- Other names: MODY 5
- MODY 5 is inherited in an autosomal dominant manner.

= Renal cysts and diabetes syndrome =

Renal cysts and diabetes syndrome (RCAD), also known as MODY 5 or HNF1B-MODY, is a form of maturity onset diabetes of the young.

==Presentation==
HNF1β-related MODY is one of the less common forms of MODY, with some distinctive clinical features, including atrophy of the pancreas and several forms of renal disease. HNF1β, also known as transcription factor 2 (TCF2), is involved in early stages of embryonic development of several organs, including the pancreas, where it contributes to differentiation of pancreatic endocrine Ngn3^{+} cell progenitors from non-endocrine embryonic duct cells. The gene is on chromosome 17q.

The degree of insulin deficiency is variable. Diabetes can develop from infancy through middle adult life, and some family members who carry the gene remain free of diabetes into later adult life. Most of those who develop diabetes show atrophy of the entire pancreas, with mild or subclinical deficiency of exocrine as well as endocrine function.

The non-pancreatic manifestations are even more variable. Kidney and genitourinary malformation and diseases may occur, but inconsistently even within a family, and the specific conditions include a range of apparently unrelated anomalies and processes.

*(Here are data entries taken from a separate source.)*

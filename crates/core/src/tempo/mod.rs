//! Tempo hysteresis and the hand-offs around it.
//!
//! Raw estimates arrive in a [`TempoSlot`] (latest value wins). Once per tick
//! the [`TempoStabilizer`] compares the latest estimate with the accepted
//! tempo and, when the change exceeds the hysteresis threshold, publishes a
//! new [`StableTempo`] through [`SharedTempo`].

use std::{
    fmt,
    sync::{Arc, Condvar, Mutex, MutexGuard},
    time::Duration,
};

use tracing::{debug, info, warn};

use crate::{timeline::Shutdown, HueTempoError, Result};

const TEMPO_WAIT_POLL: Duration = Duration::from_millis(50);

/// Overwritable single-value hand-off for raw BPM estimates.
#[derive(Clone, Default)]
pub struct TempoSlot {
    latest: Arc<Mutex<Option<f32>>>,
}

impl TempoSlot {
    /// Creates an empty slot.
    pub fn new() -> Self {
        Self::default()
    }

    /// Replaces whatever estimate is currently stored.
    pub fn publish(&self, bpm: f32) -> Result<()> {
        *self.lock()? = Some(bpm);
        Ok(())
    }

    /// Returns the most recent estimate without consuming it.
    pub fn latest(&self) -> Result<Option<f32>> {
        Ok(*self.lock()?)
    }

    fn lock(&self) -> Result<MutexGuard<'_, Option<f32>>> {
        self.latest
            .lock()
            .map_err(|_| HueTempoError::msg("tempo slot has been poisoned"))
    }
}

impl fmt::Debug for TempoSlot {
    fn fmt(&self, f: &mut fmt::Formatter<'_>) -> fmt::Result {
        f.debug_struct("TempoSlot").finish()
    }
}

/// An accepted tempo together with the inter-beat sleep derived from it.
#[derive(Debug, Clone, Copy, PartialEq)]
pub struct StableTempo {
    pub accepted_bpm: f32,
    /// Seconds to sleep after the pulse. Negative when the beat period is
    /// shorter than the pulse itself.
    pub interval_secs: f32,
}

impl StableTempo {
    /// Derives the inter-beat sleep for `bpm`, leaving `slack` for the pulse.
    pub fn from_bpm(bpm: f32, slack: Duration) -> Self {
        let beats_per_second = bpm / 60.0;
        Self {
            accepted_bpm: bpm,
            interval_secs: 1.0 / beats_per_second - slack.as_secs_f32(),
        }
    }

    /// The sleep as a [`Duration`], floored at zero. Intervals too long to
    /// represent saturate at [`Duration::MAX`].
    pub fn interval(&self) -> Duration {
        Duration::try_from_secs_f32(self.interval_secs.max(0.0)).unwrap_or(Duration::MAX)
    }

    /// Whether a light holding the pulse for `slack` can keep up.
    pub fn is_reachable(&self, slack: Duration) -> bool {
        self.interval_secs >= slack.as_secs_f32()
    }
}

/// Shared, thread-safe view over the accepted tempo.
///
/// The pair is stored as one value so readers always observe an interval
/// together with the tempo it was computed from.
#[derive(Clone, Default)]
pub struct SharedTempo {
    inner: Arc<(Mutex<Option<StableTempo>>, Condvar)>,
}

impl SharedTempo {
    /// Creates a view with no accepted tempo yet.
    pub fn new() -> Self {
        Self::default()
    }

    /// Returns the current tempo, or `None` before the first acceptance.
    pub fn snapshot(&self) -> Result<Option<StableTempo>> {
        Ok(*self.lock()?)
    }

    pub(crate) fn publish(&self, tempo: StableTempo) -> Result<()> {
        *self.lock()? = Some(tempo);
        self.inner.1.notify_all();
        Ok(())
    }

    /// Blocks until a tempo has been accepted or `shutdown` fires. Returns
    /// `None` only on shutdown.
    pub fn wait_for_tempo(&self, shutdown: &Shutdown) -> Result<Option<StableTempo>> {
        let (_, cvar) = &*self.inner;
        let mut current = self.lock()?;

        loop {
            if let Some(tempo) = *current {
                return Ok(Some(tempo));
            }
            if shutdown.is_triggered() {
                return Ok(None);
            }
            current = cvar
                .wait_timeout(current, TEMPO_WAIT_POLL)
                .map_err(|_| HueTempoError::msg("shared tempo has been poisoned"))?
                .0;
        }
    }

    #[cfg(test)]
    pub(crate) fn poison(&self) {
        let inner = self.inner.clone();
        let _ = std::thread::spawn(move || {
            let _guard = inner.0.lock();
            panic!("shared tempo poisoned on purpose");
        })
        .join();
    }

    fn lock(&self) -> Result<MutexGuard<'_, Option<StableTempo>>> {
        self.inner
            .0
            .lock()
            .map_err(|_| HueTempoError::msg("shared tempo has been poisoned"))
    }
}

impl fmt::Debug for SharedTempo {
    fn fmt(&self, f: &mut fmt::Formatter<'_>) -> fmt::Result {
        f.debug_struct("SharedTempo")
            .field("current", &self.snapshot().ok().flatten())
            .finish()
    }
}

/// Outcome of evaluating one raw estimate.
#[derive(Debug, Clone, Copy, PartialEq)]
pub enum Evaluation {
    /// Non-positive or non-finite estimate; dropped.
    Rejected,
    /// Within the hysteresis band, or no estimate available yet.
    Unchanged,
    Accepted(StableTempo),
}

/// Applies the hysteresis rule and owns the write path to [`SharedTempo`].
#[derive(Debug)]
pub struct TempoStabilizer {
    hysteresis_bpm: f32,
    slack: Duration,
    accepted_bpm: f32,
    shared: SharedTempo,
}

impl TempoStabilizer {
    /// `slack` is the time the light spends on per beat.
    pub fn new(hysteresis_bpm: f32, slack: Duration, shared: SharedTempo) -> Self {
        Self {
            hysteresis_bpm,
            slack,
            accepted_bpm: 0.0,
            shared,
        }
    }

    /// The tempo currently accepted, `0.0` before the first acceptance.
    pub fn accepted_bpm(&self) -> f32 {
        self.accepted_bpm
    }

    /// Returns a handle to the tempo this stabilizer publishes.
    pub fn shared(&self) -> SharedTempo {
        self.shared.clone()
    }

    /// Compares `sample` with the accepted tempo and republishes the interval
    /// when the change exceeds the hysteresis threshold.
    pub fn evaluate(&mut self, sample: f32) -> Result<Evaluation> {
        if !sample.is_finite() || sample <= 0.0 {
            debug!(sample, "dropping malformed tempo sample");
            return Ok(Evaluation::Rejected);
        }

        let delta = (sample - self.accepted_bpm).abs();
        if delta <= self.hysteresis_bpm {
            return Ok(Evaluation::Unchanged);
        }

        let tempo = StableTempo::from_bpm(sample, self.slack);
        info!(
            from = self.accepted_bpm,
            to = sample,
            interval_secs = tempo.interval_secs,
            "retiming light pulse"
        );
        if !tempo.is_reachable(self.slack) {
            warn!(
                bpm = sample,
                interval_secs = tempo.interval_secs,
                "tempo may exceed the light's physical beat rate"
            );
        }

        self.shared.publish(tempo)?;
        self.accepted_bpm = sample;
        Ok(Evaluation::Accepted(tempo))
    }

    /// Evaluates the latest estimate in `slot`, if any.
    pub fn tick(&mut self, slot: &TempoSlot) -> Result<Evaluation> {
        match slot.latest()? {
            Some(sample) => self.evaluate(sample),
            None => Ok(Evaluation::Unchanged),
        }
    }
}

#[cfg(test)]
mod tests {
    use std::thread;

    use super::*;

    const SLACK: Duration = Duration::from_millis(100);

    fn stabilizer() -> TempoStabilizer {
        TempoStabilizer::new(1.0, SLACK, SharedTempo::new())
    }

    fn accepted_interval(evaluation: Evaluation) -> f32 {
        match evaluation {
            Evaluation::Accepted(tempo) => tempo.interval_secs,
            other => panic!("expected acceptance, got {other:?}"),
        }
    }

    #[test]
    fn accepts_change_beyond_threshold() {
        let mut stabilizer = stabilizer();
        stabilizer.evaluate(120.0).unwrap();

        let interval = accepted_interval(stabilizer.evaluate(121.5).unwrap());
        assert!((interval - 0.3938).abs() < 1e-3);
        assert_eq!(stabilizer.accepted_bpm(), 121.5);
    }

    #[test]
    fn small_changes_never_retime() {
        let mut stabilizer = stabilizer();
        stabilizer.evaluate(120.0).unwrap();
        let before = stabilizer.shared().snapshot().unwrap();

        for sample in [120.5, 119.2, 121.0, 119.0, 120.9, 120.0] {
            assert_eq!(stabilizer.evaluate(sample).unwrap(), Evaluation::Unchanged);
        }

        assert_eq!(stabilizer.shared().snapshot().unwrap(), before);
        assert_eq!(stabilizer.accepted_bpm(), 120.0);
    }

    #[test]
    fn non_positive_samples_are_rejected() {
        let mut stabilizer = stabilizer();
        assert_eq!(stabilizer.evaluate(0.0).unwrap(), Evaluation::Rejected);
        assert_eq!(stabilizer.shared().snapshot().unwrap(), None);

        stabilizer.evaluate(100.0).unwrap();
        let before = stabilizer.shared().snapshot().unwrap();
        for sample in [0.0, -5.0, f32::NAN, f32::NEG_INFINITY] {
            assert_eq!(stabilizer.evaluate(sample).unwrap(), Evaluation::Rejected);
        }
        assert_eq!(stabilizer.shared().snapshot().unwrap(), before);
        assert_eq!(stabilizer.accepted_bpm(), 100.0);
    }

    #[test]
    fn unreachable_rate_is_still_published() {
        let mut stabilizer = stabilizer();
        let tempo = match stabilizer.evaluate(400.0).unwrap() {
            Evaluation::Accepted(tempo) => tempo,
            other => panic!("expected acceptance, got {other:?}"),
        };

        assert!(!tempo.is_reachable(SLACK));
        assert!((tempo.interval_secs - 0.05).abs() < 1e-4);
        assert_eq!(stabilizer.shared().snapshot().unwrap(), Some(tempo));
    }

    #[test]
    fn negative_interval_floors_to_zero_sleep() {
        let tempo = StableTempo::from_bpm(900.0, SLACK);
        assert!(tempo.interval_secs < 0.0);
        assert_eq!(tempo.interval(), Duration::ZERO);
    }

    #[test]
    fn vanishingly_slow_tempo_saturates_the_interval() {
        let mut stabilizer = stabilizer();
        let tempo = match stabilizer.evaluate(1e-20).unwrap() {
            Evaluation::Accepted(tempo) => tempo,
            other => panic!("expected acceptance, got {other:?}"),
        };

        assert_eq!(tempo.interval(), Duration::MAX);
        assert_eq!(
            StableTempo::from_bpm(f32::MIN_POSITIVE / 4.0, SLACK).interval(),
            Duration::MAX
        );
    }

    #[test]
    fn ticks_follow_the_latest_sample() {
        let slot = TempoSlot::new();
        let mut stabilizer = stabilizer();

        assert_eq!(stabilizer.tick(&slot).unwrap(), Evaluation::Unchanged);

        let expected = [
            (118.0, Some(0.4085)),
            (118.4, None),
            (122.0, Some(0.3918)),
            (122.3, None),
        ];
        for (sample, interval) in expected {
            slot.publish(sample).unwrap();
            let evaluation = stabilizer.tick(&slot).unwrap();
            match interval {
                Some(expected) => {
                    assert!((accepted_interval(evaluation) - expected).abs() < 1e-3)
                }
                None => assert_eq!(evaluation, Evaluation::Unchanged),
            }
        }

        let tempo = stabilizer.shared().snapshot().unwrap().unwrap();
        assert_eq!(tempo.accepted_bpm, 122.0);
    }

    #[test]
    fn samples_between_ticks_coalesce() {
        let slot = TempoSlot::new();
        let mut stabilizer = stabilizer();

        for sample in [90.0, 140.0, 128.0] {
            slot.publish(sample).unwrap();
        }
        stabilizer.tick(&slot).unwrap();
        assert_eq!(stabilizer.accepted_bpm(), 128.0);

        assert_eq!(stabilizer.tick(&slot).unwrap(), Evaluation::Unchanged);
    }

    #[test]
    fn readers_never_observe_torn_pairs() {
        let shared = SharedTempo::new();
        let mut stabilizer = TempoStabilizer::new(1.0, SLACK, shared.clone());
        let shutdown = Shutdown::new();

        let reader_shutdown = shutdown.clone();
        let reader = thread::spawn(move || {
            let mut observed = 0;
            while !reader_shutdown.is_triggered() || observed == 0 {
                if let Some(tempo) = shared.snapshot().unwrap() {
                    let expected = StableTempo::from_bpm(tempo.accepted_bpm, SLACK);
                    assert_eq!(tempo, expected);
                    observed += 1;
                }
            }
            observed
        });

        for step in 0..2000 {
            let bpm = if step % 2 == 0 { 90.0 } else { 150.0 };
            stabilizer.evaluate(bpm).unwrap();
        }
        shutdown.trigger();

        assert!(reader.join().unwrap() > 0);
    }

    #[test]
    fn waiting_reader_wakes_on_first_acceptance() {
        let shared = SharedTempo::new();
        let shutdown = Shutdown::new();
        let mut stabilizer = TempoStabilizer::new(1.0, SLACK, shared.clone());

        let waiter = {
            let shared = shared.clone();
            let shutdown = shutdown.clone();
            thread::spawn(move || shared.wait_for_tempo(&shutdown).unwrap())
        };
        thread::sleep(Duration::from_millis(20));
        stabilizer.evaluate(120.0).unwrap();

        let tempo = waiter.join().unwrap().expect("tempo should arrive");
        assert_eq!(tempo.accepted_bpm, 120.0);
    }

    #[test]
    fn waiting_reader_returns_none_on_shutdown() {
        let shared = SharedTempo::new();
        let shutdown = Shutdown::new();
        shutdown.trigger();

        assert_eq!(shared.wait_for_tempo(&shutdown).unwrap(), None);
    }
}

The most common genitourinary condition is cystic kidney disease, but there are many varieties even of this. Renal effects begin with structural alterations (small kidneys, renal cysts, anomalies of the renal pelvis and calices), but a significant number develop slowly progressive chronic kidney failure associated with chronic cystic disease of the kidneys. In some cases, renal cysts may be detected in utero. Kidney disease may develop before or after hyperglycemia, and a significant number of people with MODY5 are discovered in renal clinics.

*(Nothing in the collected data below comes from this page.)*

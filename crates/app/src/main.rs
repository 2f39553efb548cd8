use std::{path::PathBuf, sync::Arc, time::Duration};

use clap::{Parser, Subcommand};
use hue_tempo_core::{
    bridge, list_input_devices, AppConfig, BeatSession, DriverStats, DryRunLights, HueLight,
    HueTempoError, MicrophoneTempoSource, ScriptedTempoSource, SessionSettings, Shutdown,
    SystemClock,
};
use tracing_subscriber::EnvFilter;

fn main() -> hue_tempo_core::Result<()> {
    init_tracing();

    let cli = Cli::parse();
    let config = AppConfig::load(&cli.config)?;

    match cli.command {
        Commands::Run { light, device } => run_live(config, light, device),
        Commands::Pair => run_pair(&config),
        Commands::Devices => run_devices(),
        Commands::Simulate {
            bpm,
            every_ms,
            seconds,
        } => run_simulation(&config, bpm, every_ms, seconds),
    }
}

fn run_live(
    mut config: AppConfig,
    light: Option<String>,
    device: Option<usize>,
) -> hue_tempo_core::Result<()> {
    if let Some(light) = light {
        config.pulse.light_id = light;
    }
    if device.is_some() {
        config.audio.device = device;
    }
    tracing::info!(light = %config.pulse.light_id, device = ?config.audio.device, "starting live mode");

    let (bridge, credentials) = bridge::connect(&config.bridge)?;
    let light = HueLight::new(bridge, credentials, config.pulse.light_id.clone());
    let info = light.verify()?;
    tracing::info!(light = %info.id, name = %info.name, "driving light");

    let session = BeatSession::start(
        SessionSettings::from_config(&config),
        MicrophoneTempoSource::from_config(&config.audio),
        light,
        Arc::new(SystemClock),
    )?;
    stop_on_ctrl_c(session.shutdown())?;

    report(session.wait());
    Ok(())
}

fn run_pair(config: &AppConfig) -> hue_tempo_core::Result<()> {
    let (bridge, credentials) = bridge::connect(&config.bridge)?;
    tracing::info!(address = %credentials.address, "bridge ready");

    for light in bridge.lights(&credentials)?.values() {
        tracing::info!(
            id = %light.id,
            name = %light.name,
            on = light.on,
            reachable = light.reachable,
            "light"
        );
    }
    Ok(())
}

fn run_devices() -> hue_tempo_core::Result<()> {
    let devices = list_input_devices()?;
    if devices.is_empty() {
        tracing::warn!("no audio input devices found");
    }
    for device in devices {
        tracing::info!(
            index = device.index,
            name = %device.name,
            sample_rate = ?device.sample_rate,
            channels = ?device.channels,
            "input device"
        );
    }
    Ok(())
}

fn run_simulation(
    config: &AppConfig,
    bpm: Vec<f32>,
    every_ms: u64,
    seconds: Option<u64>,
) -> hue_tempo_core::Result<()> {
    tracing::info!(?bpm, every_ms, "starting simulation");

    let session = BeatSession::start(
        SessionSettings::from_config(config),
        ScriptedTempoSource::new(bpm, Duration::from_millis(every_ms)),
        DryRunLights::new(config.pulse.light_id.clone()),
        Arc::new(SystemClock),
    )?;
    let shutdown = session.shutdown();
    stop_on_ctrl_c(shutdown.clone())?;

    if let Some(seconds) = seconds {
        shutdown.wait_timeout(Duration::from_secs(seconds));
        shutdown.trigger();
    }

    report(session.wait());
    Ok(())
}

fn stop_on_ctrl_c(shutdown: Shutdown) -> hue_tempo_core::Result<()> {
    ctrlc::set_handler(move || shutdown.trigger())
        .map_err(|err| HueTempoError::msg(format!("cannot install Ctrl-C handler: {err}")))
}

fn report(stats: DriverStats) {
    tracing::info!(beats = stats.beats, failures = stats.failures, "session finished");
}

fn init_tracing() {
    let _ = tracing_subscriber::fmt()
        .with_env_filter(
            EnvFilter::try_from_default_env().unwrap_or_else(|_| EnvFilter::new("info")),
        )
        .try_init();
}

#[derive(Parser, Debug)]
#[command(author, version, about = "Pulse a Hue light to the tempo of the room", long_about = None)]
struct Cli {
    /// Optional TOML configuration file.
    #[arg(short, long, global = true, default_value = "hue_tempo.toml")]
    config: PathBuf,
    #[command(subcommand)]
    command: Commands,
}

#[derive(Subcommand, Debug)]
enum Commands {
    /// Listen to the microphone and drive the light.
    Run {
        /// Bridge id of the light to pulse.
        #[arg(short, long)]
        light: Option<String>,
        /// Index of the audio input device (see `devices`).
        #[arg(short, long)]
        device: Option<usize>,
    },
    /// Find the bridge, pair with it and list its lights.
    Pair,
    /// List audio input devices.
    Devices,
    /// Replay a fixed tempo sequence against a logging light.
    Simulate {
        /// Tempo estimates to replay, in order.
        #[arg(long, required = true, num_args = 1..)]
        bpm: Vec<f32>,
        /// Delay between estimates.
        #[arg(long, default_value_t = 5000)]
        every_ms: u64,
        /// Stop after this many seconds instead of waiting for Ctrl-C.
        #[arg(long)]
        seconds: Option<u64>,
    },
}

With or without kidney disease, some people with forms of HNF1β have had various minor or major anomalies of the reproductive system. Male defects have included epididymal cysts, agenesis of the vas deferens, or infertility due to abnormal spermatozoa. Affected women have been found to have vaginal agenesis, hypoplastic, or bicornuate uterus.

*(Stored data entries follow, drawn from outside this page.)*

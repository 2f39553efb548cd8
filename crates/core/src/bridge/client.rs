use std::collections::BTreeMap;

use reqwest::blocking::Client;
use serde::{Deserialize, Serialize};
use tracing::debug;

use super::{BridgeApi, BridgeCredentials, LightInfo};
use crate::{config::BridgeConfig, HueTempoError, Result};

const ERROR_UNAUTHORIZED_USER: i32 = 1;
const ERROR_LINK_BUTTON_NOT_PRESSED: i32 = 101;

#[derive(Deserialize, Debug, Clone)]
struct DiscoveredBridge {
    #[serde(rename = "internalipaddress")]
    ip: String,
    #[serde(default)]
    id: String,
}

#[derive(Serialize)]
struct RegisterBody<'a> {
    devicetype: &'a str,
}

#[derive(Deserialize, Debug)]
struct RegisterSuccess {
    username: String,
}

#[derive(Deserialize, Debug)]
struct ApiError {
    #[serde(rename = "type")]
    error_type: i32,
    description: String,
}

#[derive(Deserialize, Debug)]
#[serde(untagged)]
enum ResponseItem<T> {
    Success { success: T },
    Error { error: ApiError },
}

#[derive(Deserialize, Debug)]
struct WireLight {
    name: String,
    state: WireLightState,
}

#[derive(Deserialize, Debug)]
struct WireLightState {
    on: bool,
    #[serde(default)]
    bri: Option<u8>,
    #[serde(default)]
    reachable: bool,
}

/// `GET /api/<user>/lights` answers with an object on success and an array
/// of errors otherwise.
#[derive(Deserialize, Debug)]
#[serde(untagged)]
enum LightsResponse {
    Lights(BTreeMap<String, WireLight>),
    Errors(Vec<ResponseItem<serde_json::Value>>),
}

#[derive(Serialize, Debug, PartialEq)]
struct LightStateBody {
    on: bool,
    bri: u8,
    transitiontime: u16,
}

/// Blocking client for the bridge's local REST API.
#[derive(Debug, Clone)]
pub struct HttpBridge {
    client: Client,
    discovery_url: String,
    device_type: String,
}

impl HttpBridge {
    /// Creates a client using the request timeout and discovery settings of
    /// `config`.
    pub fn new(config: &BridgeConfig) -> Result<Self> {
        let client = Client::builder()
            .timeout(config.request_timeout())
            .build()?;

        Ok(Self {
            client,
            discovery_url: config.discovery_url.clone(),
            device_type: config.device_type.clone(),
        })
    }

    /// Every light known to the bridge, keyed by id.
    pub fn lights(&self, credentials: &BridgeCredentials) -> Result<BTreeMap<String, LightInfo>> {
        let response: LightsResponse = self
            .client
            .get(lights_url(credentials))
            .send()?
            .error_for_status()?
            .json()?;

        match response {
            LightsResponse::Lights(lights) => Ok(into_light_info(lights)),
            LightsResponse::Errors(items) => Err(bridge_error(&items)),
        }
    }

    /// Sets on/off, brightness and transition time of one light. An error
    /// item in the bridge's reply is reported as [`HueTempoError::Bridge`].
    pub fn set_light_state(
        &self,
        credentials: &BridgeCredentials,
        light_id: &str,
        on: bool,
        brightness: u8,
        transition_ticks: u16,
    ) -> Result<()> {
        let url = format!("{}/{light_id}/state", lights_url(credentials));
        let body = LightStateBody {
            on,
            bri: brightness,
            transitiontime: transition_ticks,
        };

        let items: Vec<ResponseItem<serde_json::Value>> = self
            .client
            .put(url)
            .json(&body)
            .send()?
            .error_for_status()?
            .json()?;

        match first_error(&items) {
            Some(error) => Err(HueTempoError::Bridge(error.description.clone())),
            None => Ok(()),
        }
    }
}

impl BridgeApi for HttpBridge {
    fn discover(&self) -> Result<String> {
        debug!(url = %self.discovery_url, "discovering bridges");
        let bridges: Vec<DiscoveredBridge> = self
            .client
            .get(&self.discovery_url)
            .send()?
            .error_for_status()?
            .json()?;

        let bridge = bridges.into_iter().next().ok_or(HueTempoError::DiscoveryFailed)?;
        debug!(address = %bridge.ip, id = %bridge.id, "bridge discovered");
        Ok(bridge.ip)
    }

    fn is_bridge(&self, address: &str) -> bool {
        let url = format!("http://{address}/api/0/config");
        self.client
            .get(url)
            .send()
            .map(|response| response.status().is_success())
            .unwrap_or(false)
    }

    fn register(&self, address: &str) -> Result<String> {
        let body = RegisterBody {
            devicetype: &self.device_type,
        };
        let items: Vec<ResponseItem<RegisterSuccess>> = self
            .client
            .post(format!("http://{address}/api"))
            .json(&body)
            .send()?
            .json()?;

        parse_registration(items)
    }

    fn is_authorized(&self, address: &str, username: &str) -> Result<bool> {
        let credentials = BridgeCredentials {
            address: address.to_string(),
            username: username.to_string(),
        };
        let response: LightsResponse = self
            .client
            .get(lights_url(&credentials))
            .send()?
            .error_for_status()?
            .json()?;

        parse_authorization(response)
    }
}

fn lights_url(credentials: &BridgeCredentials) -> String {
    format!(
        "http://{}/api/{}/lights",
        credentials.address, credentials.username
    )
}

fn first_error<T>(items: &[ResponseItem<T>]) -> Option<&ApiError> {
    items.iter().find_map(|item| match item {
        ResponseItem::Error { error } => Some(error),
        ResponseItem::Success { .. } => None,
    })
}

fn bridge_error<T>(items: &[ResponseItem<T>]) -> HueTempoError {
    match first_error(items) {
        Some(error) => HueTempoError::Bridge(error.description.clone()),
        None => HueTempoError::Bridge("unexpected response from bridge".to_string()),
    }
}

fn parse_registration(items: Vec<ResponseItem<RegisterSuccess>>) -> Result<String> {
    match items.into_iter().next() {
        Some(ResponseItem::Success { success }) => Ok(success.username),
        Some(ResponseItem::Error { error }) if error.error_type == ERROR_LINK_BUTTON_NOT_PRESSED => {
            Err(HueTempoError::LinkButtonNotPressed)
        }
        Some(ResponseItem::Error { error }) => Err(HueTempoError::Bridge(error.description)),
        None => Err(HueTempoError::Bridge("empty response from bridge".to_string())),
    }
}

fn parse_authorization(response: LightsResponse) -> Result<bool> {
    match response {
        LightsResponse::Lights(_) => Ok(true),
        LightsResponse::Errors(items) => match first_error(&items) {
            Some(error) if error.error_type == ERROR_UNAUTHORIZED_USER => Ok(false),
            _ => Err(bridge_error(&items)),
        },
    }
}

fn into_light_info(lights: BTreeMap<String, WireLight>) -> BTreeMap<String, LightInfo> {
    lights
        .into_iter()
        .map(|(id, light)| {
            let info = LightInfo {
                id: id.clone(),
                name: light.name,
                on: light.state.on,
                brightness: light.state.bri,
                reachable: light.state.reachable,
            };
            (id, info)
        })
        .collect()
}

Liver enzyme elevations are common, but clinically significant liver disease is not. Hyperuricaemia and early onset gout have occurred.

==Causes==
Renal cysts and diabetes syndrome is caused by mutations in or deletions of the HNF1B gene. These can be intragenic HNF1B mutations or affect other genes as well, such as in 17q12 microdeletion syndrome.

==Diagnosis==
Genetic testing for mutations on the HNF1B gene can indicate MODY 5. The presence of familial and individual renal problems as well as diabetes mellitus with absence of type 1 and LADA antibodies in young individuals with a healthy lifestyle can lead to testing.

==Management==
Treatment is dependent on the phenotype. Hyperglycaemia can be treated with insulin, oral medication or, according to newest data, with GLP-1 analogs. Sulfonylurea has been described as ineffective. Pancreatic exocrine insufficiency is treated with pancreatic enzymes such as Creon. Some patients take magnesium supplementation or intravenous infusions.
Patients with both kidney failure and diabetes can request a simultaneous pancreas and kidney transplant.